Find the x- intercept and the y- intercept of the graph of the equation: 7x+3y=63

Question

asked Jul 26, 2024 39.1k views

2 Answers

Keego · Answer 1 · 2024-07-28T08:32:06+0000

Answer:

x-intercept : 9

y-intercept: 21

Explanation:

Gn: 7x + 3y = 63

The x-intercept is the value of x when y = 0

7x + 3(0) = 63

⇒ 7x = 63

$\implies x = (63)/(7)$

⇒ x = 9

The y-intercept is the value of y when x = 0

7(0) + 3y = 63

⇒ 3y = 63

$\implies y = (63)/(3)$

⇒ y = 21

Rupert Swarbrick · Answer 2 · 2024-08-01T07:37:42+0000

Answer:

x-intercept = (9, 0)

y-intercept = (0, 21)

Explanation:

The x-intercept of a linear graph is the point at which the line intersects the x-axis, so when y = 0.

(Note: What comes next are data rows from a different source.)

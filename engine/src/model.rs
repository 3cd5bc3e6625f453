//! # Entry Record Model
//!
//! The value types that flow between fetchers, controllers, and the
//! aggregator. None of these are persisted; a [`PageResult`] lives exactly
//! as long as the controller step that requested it.

use std::fmt;

use serde::{Deserialize, Serialize};

use crate::config::{MINT_OFFSET, TOKEN_ACCOUNT_DATA_SIZE};

// ---------------------------------------------------------------------------
// HolderRecord
// ---------------------------------------------------------------------------

/// One token account with a positive balance.
///
/// `account` is the primary key. `owner` is not unique: one owner may
/// control several token accounts for the same mint, and each shows up as
/// its own record.
#[derive(Debug, Clone, PartialEq, Serialize, Deserialize)]
pub struct HolderRecord {
    /// Key of the controlling entity.
    pub owner: String,
    /// Key of the token account itself.
    pub account: String,
    /// Balance in human units (already divided by `10^decimals`).
    pub amount: f64,
}

impl HolderRecord {
    pub fn new(owner: impl Into<String>, account: impl Into<String>, amount: f64) -> Self {
        Self {
            owner: owner.into(),
            account: account.into(),
            amount,
        }
    }

    /// Only records for which this holds may leave a fetcher.
    /// NaN fails the comparison and is rejected along with zero.
    pub fn is_positive(&self) -> bool {
        self.amount > 0.0
    }
}

// ---------------------------------------------------------------------------
// Filters and requests
// ---------------------------------------------------------------------------

/// Which key a prefix constraint applies to.
#[derive(Debug, Clone, Copy, PartialEq, Eq, Hash, Serialize, Deserialize)]
#[serde(rename_all = "lowercase")]
pub enum KeyField {
    Owner,
    Account,
}

impl KeyField {
    /// Picks the constrained key out of a record.
    pub fn of<'a>(&self, record: &'a HolderRecord) -> &'a str {
        match self {
            KeyField::Owner => &record.owner,
            KeyField::Account => &record.account,
        }
    }
}

impl fmt::Display for KeyField {
    fn fmt(&self, f: &mut fmt::Formatter<'_>) -> fmt::Result {
        match self {
            KeyField::Owner => write!(f, "owner"),
            KeyField::Account => write!(f, "account"),
        }
    }
}

/// Byte-equality constraint at a fixed offset of the account layout.
#[derive(Debug, Clone, PartialEq, Eq)]
pub struct KeyEquals {
    pub offset: usize,
    /// Base-58 text of the bytes to compare.
    pub bytes: String,
}

/// Leading-symbol constraint on the base-58 text of a key.
#[derive(Debug, Clone, PartialEq, Eq)]
pub struct KeyPrefix {
    pub field: KeyField,
    pub prefix: String,
}

/// Structural predicate a listing call is restricted to.
#[derive(Debug, Clone, Default, PartialEq, Eq)]
pub struct FilterSpec {
    /// Exact account data length.
    pub data_size: Option<usize>,
    /// All must match.
    pub equals: Vec<KeyEquals>,
    /// Prefix constraint, if the caller is sharding.
    pub prefix: Option<KeyPrefix>,
}

impl FilterSpec {
    /// The canonical "token accounts of this mint" predicate: fixed-size
    /// account layout, mint key at offset zero.
    pub fn token_accounts(mint: &str) -> Self {
        Self {
            data_size: Some(TOKEN_ACCOUNT_DATA_SIZE),
            equals: vec![KeyEquals {
                offset: MINT_OFFSET,
                bytes: mint.to_string(),
            }],
            prefix: None,
        }
    }

    /// Same filter narrowed to one key prefix.
    pub fn with_prefix(mut self, field: KeyField, prefix: impl Into<String>) -> Self {
        self.prefix = Some(KeyPrefix {
            field,
            prefix: prefix.into(),
        });
        self
    }
}

/// One bounded listing call.
#[derive(Debug, Clone, PartialEq, Eq)]
pub struct PageRequest {
    /// Mint (collection) key.
    pub token: String,
    pub filter: FilterSpec,
    /// Advisory page size. `None` asks for the whole filtered set at once.
    pub page_size: Option<u32>,
    /// Continuation from the previous page, absent on the first call.
    pub continuation: Option<String>,
}

impl PageRequest {
    pub fn first(token: impl Into<String>, filter: FilterSpec, page_size: Option<u32>) -> Self {
        Self {
            token: token.into(),
            filter,
            page_size,
            continuation: None,
        }
    }

    /// The same request positioned after `continuation`.
    pub fn next(&self, continuation: String) -> Self {
        Self {
            continuation: Some(continuation),
            ..self.clone()
        }
    }
}

// ---------------------------------------------------------------------------
// PageResult
// ---------------------------------------------------------------------------

/// What one listing call returned.
///
/// `records` is already filtered to positive balances, so it can be empty
/// while the page was not: `raw_entries` counts what the backend sent, and
/// "empty page" always means `raw_entries == 0`.
#[derive(Debug, Clone, Default, PartialEq)]
pub struct PageResult {
    pub records: Vec<HolderRecord>,
    /// Backend-issued continuation. `None` means either "final page" or
    /// "this backend has no continuation concept", depending on the
    /// fetcher's `ContinuationMode`.
    pub continuation: Option<String>,
    /// Entries the backend returned before zero-balance and malformed
    /// entries were dropped.
    pub raw_entries: usize,
    /// Account key of the last raw entry, used to synthesize a
    /// continuation for offset-by-key paging.
    pub last_key: Option<String>,
}

impl PageResult {
    /// A page where every returned entry became a record.
    pub fn new(records: Vec<HolderRecord>, continuation: Option<String>) -> Self {
        let raw_entries = records.len();
        let last_key = records.last().map(|r| r.account.clone());
        Self {
            records,
            continuation,
            raw_entries,
            last_key,
        }
    }

    pub fn empty() -> Self {
        Self::default()
    }

    pub fn is_empty(&self) -> bool {
        self.raw_entries == 0
    }
}

// ---------------------------------------------------------------------------
// ShardKey
// ---------------------------------------------------------------------------

/// One partition of the key space.
///
/// Sharding is best effort. Prefix shards only cover the full holder set
/// when every symbol of the alphabet is enumerated; key-set shards only
/// cover it when the key listing they were cut from was complete.
#[derive(Debug, Clone, PartialEq, Eq)]
pub enum ShardKey {
    /// Keys whose base-58 text starts with this symbol.
    Prefix(String),
    /// An artificial bucket of concrete, previously listed account keys.
    Keys { index: usize, keys: Vec<String> },
}

impl ShardKey {
    /// Short label for logs and failure reports.
    pub fn label(&self) -> String {
        match self {
            ShardKey::Prefix(p) => format!("prefix '{}'", p),
            ShardKey::Keys { index, keys } => format!("chunk {} ({} keys)", index, keys.len()),
        }
    }
}

impl fmt::Display for ShardKey {
    fn fmt(&self, f: &mut fmt::Formatter<'_>) -> fmt::Result {
        f.write_str(&self.label())
    }
}

#[cfg(test)]
mod tests {
    use super::*;

    #[test]
    fn zero_and_nan_are_not_positive() {
        assert!(HolderRecord::new("O", "A", 0.5).is_positive());
        assert!(!HolderRecord::new("O", "A", 0.0).is_positive());
        assert!(!HolderRecord::new("O", "A", -1.0).is_positive());
        assert!(!HolderRecord::new("O", "A", f64::NAN).is_positive());
    }

    #[test]
    fn page_emptiness_counts_raw_entries() {
        let page = PageResult {
            records: Vec::new(),
            continuation: None,
            raw_entries: 3,
            last_key: Some("Z".into()),
        };
        assert!(!page.is_empty());
        assert!(PageResult::empty().is_empty());
    }

    #[test]
    fn new_page_tracks_last_key() {
        let page = PageResult::new(
            vec![
                HolderRecord::new("O1", "A1", 1.0),
                HolderRecord::new("O2", "A2", 2.0),
            ],
            None,
        );
        assert_eq!(page.raw_entries, 2);
        assert_eq!(page.last_key.as_deref(), Some("A2"));
    }

    #[test]
    fn token_account_filter_layout() {
        let filter = FilterSpec::token_accounts("Mint111").with_prefix(KeyField::Owner, "9");
        assert_eq!(filter.data_size, Some(165));
        assert_eq!(filter.equals[0].offset, 0);
        assert_eq!(filter.equals[0].bytes, "Mint111");
        assert_eq!(filter.prefix.as_ref().map(|p| p.prefix.as_str()), Some("9"));
    }

    #[test]
    fn next_request_keeps_filter() {
        let first = PageRequest::first("M", FilterSpec::token_accounts("M"), Some(10));
        let next = first.next("A9".into());
        assert_eq!(next.continuation.as_deref(), Some("A9"));
        assert_eq!(next.filter, first.filter);
        assert_eq!(next.page_size, Some(10));
    }

    #[test]
    fn shard_labels() {
        assert_eq!(ShardKey::Prefix("A".into()).label(), "prefix 'A'");
        let chunk = ShardKey::Keys {
            index: 2,
            keys: vec!["x".into(), "y".into()],
        };
        assert_eq!(chunk.to_string(), "chunk 2 (2 keys)");
    }
}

Therefore, to find the x-intercept, substitute y = 0 into the equation and solve for x:

$\begin{aligned}y=0 \implies 7x+3(0)&=63\\7x+0&=63\\7x&=63\\7x / 7&=63 / 7\\x&=9\end{aligned}$

Therefore, the x-intercept of the given equation is (9, 0).

$\hrulefill$

The y-intercept of a linear graph is the point at which the line intersects the y-axis, so when x = 0.

Therefore, to find the y-intercept, substitute x = 0 into the equation and solve for y:

$\begin{aligned}x=0 \implies 7(0)+3y&=63\\0+3y&=63\\3y&=63\\3y / 3&=63 / 3\\y&=21\end{aligned}$

Therefore, the y-intercept of the given equation is (0, 21).